7.           It elects to be a REIT, or has made such election for a previous taxable year, and satisfies all relevant filing and other administrative requirements established by the IRS that must be met to elect and maintain REIT status.
 
8.           It meets certain other qualification tests, described below, regarding the nature of its income and assets.
 
We must meet requirements 1 through 4 during our entire taxable year and must meet requirement 5 during at least 335 days of a taxable year of 12 months, or during a proportionate part of a taxable year of less than 12 months.  If we comply with all the applicable requirements for ascertaining the ownership of our outstanding shares in a taxable year and have no reason to know that we violated requirement 6, we will be deemed to have satisfied requirement 6 for that taxable year.

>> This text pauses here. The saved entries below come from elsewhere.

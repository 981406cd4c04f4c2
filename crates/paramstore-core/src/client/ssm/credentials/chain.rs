use super::{
    process_env, AwsCredentials, ContainerProvider, EnvLookup, EnvironmentProvider, ImdsProvider,
    ProfileProvider, ProvideCredentials,
};
use crate::client::ParameterResult;
use crate::logging;

/// The first source that yields credentials wins
///
/// A source that is configured but broken stops the chain with its error
/// instead of falling through to the next one.
pub struct DefaultCredentialsChain {
    providers: Vec<Box<dyn ProvideCredentials>>,
}

impl DefaultCredentialsChain {
    /// Environment, shared profile files, container, instance metadata
    pub fn new() -> ParameterResult<Self> {
        Self::from_lookup(process_env())
    }

    pub fn from_lookup(lookup: EnvLookup) -> ParameterResult<Self> {
        Ok(Self::with_providers(vec![
            Box::new(EnvironmentProvider::from_lookup(lookup.clone())),
            Box::new(ProfileProvider::from_lookup(&lookup)),
            Box::new(ContainerProvider::from_lookup(lookup.clone())?),
            Box::new(ImdsProvider::from_lookup(&lookup)?),
        ]))
    }

    pub fn with_providers(providers: Vec<Box<dyn ProvideCredentials>>) -> Self {
        Self { providers }
    }

    pub fn provider_names(&self) -> Vec<&str> {
        self.providers.iter().map(|p| p.name()).collect()
    }
}

impl ProvideCredentials for DefaultCredentialsChain {
    fn name(&self) -> &str {
        "default-chain"
    }

    fn provide(&self) -> ParameterResult<Option<AwsCredentials>> {
        for provider in &self.providers {
            if let Some(credentials) = provider.provide()? {
                logging::info(
                    "ssm::credentials",
                    &format!("Using AWS credentials from {}", provider.name()),
                );
                return Ok(Some(credentials));
            }
        }
        logging::warn("ssm::credentials", "No AWS credentials found");
        Ok(None)
    }
}

impl std::fmt::Debug for DefaultCredentialsChain {
    fn fmt(&self, f: &mut std::fmt::Formatter<'_>) -> std::fmt::Result {
        f.debug_struct("DefaultCredentialsChain")
            .field("providers", &self.provider_names())
            .finish()
    }
}
//! Configuration trees and placeholder syntax

mod config_tree;
mod placeholder;

pub use config_tree::ConfigTree;
pub use placeholder::{is_placeholder, placeholder_name};
//! Transport for SSM `GetParameters`
//!
//! Speaks the AWS JSON 1.1 protocol over HTTPS:
//! - `POST /` with `Content-Type: application/x-amz-json-1.1`
//! - `X-Amz-Target: AmazonSSM.GetParameters`
//! - SigV4 `Authorization` header

use reqwest::blocking::Client;
use reqwest::header::CONTENT_TYPE;
use reqwest::Url;

use super::credentials::ProvideCredentials;
use super::sigv4::{self, SignableRequest};
use super::types::{ErrorBody, GetParametersRequest, GetParametersResponse};
use crate::client::{ParameterError, ParameterResult};
use crate::config::ConfigError;
use crate::logging;

const CONTENT_TYPE_JSON: &str = "application/x-amz-json-1.1";
const TARGET_GET_PARAMETERS: &str = "AmazonSSM.GetParameters";
const SERVICE: &str = "ssm";

/// Sends one `GetParameters` request
///
/// `SsmParameterClient` only depends on this trait, so tests can stand in a
/// fake without any network.
pub trait SsmTransport: Send + Sync {
    fn get_parameters(&self, request: &GetParametersRequest) -> ParameterResult<GetParametersResponse>;
}

/// Blocking HTTPS transport with SigV4 signing
///
/// Credentials are asked for on every request so rotated role credentials
/// are picked up. No retries and no client-side timeout beyond reqwest's
/// defaults; any failure goes straight back to the caller.
pub struct HttpSsmTransport {
    http: Client,
    endpoint: Url,
    host: String,
    region: String,
    credentials: Box<dyn ProvideCredentials>,
}

impl HttpSsmTransport {
    /// Create a transport for `region`
    ///
    /// `endpoint_url` overrides the regional endpoint
    /// `https://ssm.<region>.amazonaws.com/` (LocalStack, VPC endpoints).
    pub fn new(
        region: impl Into<String>,
        endpoint_url: Option<&str>,
        credentials: impl ProvideCredentials + 'static,
    ) -> ParameterResult<Self> {
        let region = region.into();
        let raw = match endpoint_url {
            Some(url) => url.to_string(),
            None => Self::regional_endpoint(&region),
        };
        let endpoint = Url::parse(&raw).map_err(|e| ConfigError::InvalidEndpoint {
            url: raw.clone(),
            reason: e.to_string(),
        })?;
        let host = match (endpoint.host_str(), endpoint.port()) {
            (Some(host), Some(port)) => format!("{}:{}", host, port),
            (Some(host), None) => host.to_string(),
            (None, _) => {
                return Err(ConfigError::InvalidEndpoint {
                    url: raw,
                    reason: "missing host".to_string(),
                }
                .into())
            }
        };

        Ok(Self {
            http: Client::new(),
            endpoint,
            host,
            region,
            credentials: Box::new(credentials),
        })
    }

    pub fn regional_endpoint(region: &str) -> String {
        format!("https://ssm.{}.amazonaws.com/", region)
    }

    pub fn endpoint(&self) -> &Url {
        &self.endpoint
    }

    pub fn host(&self) -> &str {
        &self.host
    }

    pub fn region(&self) -> &str {
        &self.region
    }
}

impl SsmTransport for HttpSsmTransport {
    fn get_parameters(&self, request: &GetParametersRequest) -> ParameterResult<GetParametersResponse> {
        let credentials = self.credentials.provide()?.ok_or_else(|| {
            ParameterError::Credentials(
                "no AWS credentials found in the environment, shared profile files, container or instance metadata"
                    .to_string(),
            )
        })?;
        let body = serde_json::to_vec(request)?;

        let signed = sigv4::sign_request(
            &SignableRequest {
                method: "POST",
                path: self.endpoint.path(),
                headers: &[
                    ("content-type", CONTENT_TYPE_JSON),
                    ("host", self.host.as_str()),
                    ("x-amz-target", TARGET_GET_PARAMETERS),
                ],
                body: &body,
            },
            &credentials,
            &self.region,
            SERVICE,
            chrono::Utc::now(),
        );

        logging::debug(
            "ssm::transport",
            &format!("GetParameters {} name(s) via {}", request.names.len(), self.host),
        );

        let mut builder = self
            .http
            .post(self.endpoint.clone())
            .header(CONTENT_TYPE, CONTENT_TYPE_JSON)
            .header("x-amz-target", TARGET_GET_PARAMETERS);
        for (name, value) in &signed {
            builder = builder.header(name.as_str(), value.as_str());
        }

        let response = builder.body(body).send().map_err(|e| {
            logging::error("ssm::transport", &format!("Request failed: {}", e));
            ParameterError::Http(e)
        })?;

        let status = response.status();
        let bytes = response.bytes()?;

        if !status.is_success() {
            let error: ErrorBody = serde_json::from_slice(&bytes).unwrap_or_default();
            logging::error(
                "ssm::transport",
                &format!("GetParameters returned {} {}", status.as_u16(), error.code()),
            );
            return Err(ParameterError::api(
                status.as_u16(),
                error.code(),
                error.message.clone().unwrap_or_default(),
            ));
        }

        Ok(serde_json::from_slice(&bytes)?)
    }
}

impl std::fmt::Debug for HttpSsmTransport {
    fn fmt(&self, f: &mut std::fmt::Formatter<'_>) -> std::fmt::Result {
        f.debug_struct("HttpSsmTransport")
            .field("endpoint", &self.endpoint.as_str())
            .field("region", &self.region)
            .field("credentials", &self.credentials.name())
            .finish()
    }
}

For purposes of determining share ownership under requirement 6, an “individual” generally includes a supplemental unemployment compensation benefits plan, a private foundation, or a portion of a trust permanently set aside or used exclusively for charitable purposes. An “individual,” however, generally does not include a trust that is a qualified employee pension or profit sharing trust under the U.S. federal income tax laws, and beneficiaries of such a trust will be treated as holding our shares in proportion to their actuarial interests in the trust for purposes of requirement 6.  We have issued sufficient shares of common stock with sufficient diversity of ownership to satisfy requirements 5 and 6. In addition, our charter restricts certain ownership and transfer of the shares of common stock so that we should continue to satisfy these requirements.  Provisions of our charter are discussed in greater detail above under “Provisions of Maryland Law and of our Charter and Bylaws”.
 
A corporation that is a “qualified REIT subsidiary” is not treated as a corporation separate from its parent REIT. All assets, liabilities and items of income, deduction and credit of a “qualified REIT subsidiary” are treated as assets, liabilities and items of income, deduction and credit of the parent REIT. A “qualified REIT subsidiary” is a corporation, all of the capital stock of which is owned by the REIT and for which no election has been made to treat such corporation as a “taxable REIT subsidiary.”  We own certain of our properties through subsidiaries.  Each of our subsidiaries qualifies as a “qualified REIT subsidiary” under U.S. federal income tax law.  Accordingly, for U.S. federal income tax purposes, our subsidiaries are ignored as separate entities, and all of their assets, liabilities and items of income, deduction and credit are treated as our assets, liabilities and items of income, deduction and credit.
 
An unincorporated domestic entity with two or more owners is generally treated as a partnership for U.S. federal income tax purposes. In the case of a REIT that is a partner in an entity treated as a partnership, the REIT is treated as owning its proportionate share of the assets of the partnership and as earning its allocable share of the gross income of the partnership for purposes of the applicable REIT qualification tests. Thus, our proportionate share of the assets, liabilities and items of income of any partnership or joint venture or limited liability company that is treated as a partnership for U.S. federal income tax purposes in which we have acquired or will acquire an interest, directly or indirectly (a “subsidiary partnership”), will be treated as our assets and gross income for purposes of applying the various REIT qualification tests.  We own membership interests in five joint ventures.  We are also owners of a 50% interest in a property as tenants in common with a group of investors.  Accordingly, our proportionate share of the assets, liabilities and items of income of the joint ventures and the tenancy in common will be treated as our assets and gross income for purposes of applying the various REIT qualification tests discussed in this section.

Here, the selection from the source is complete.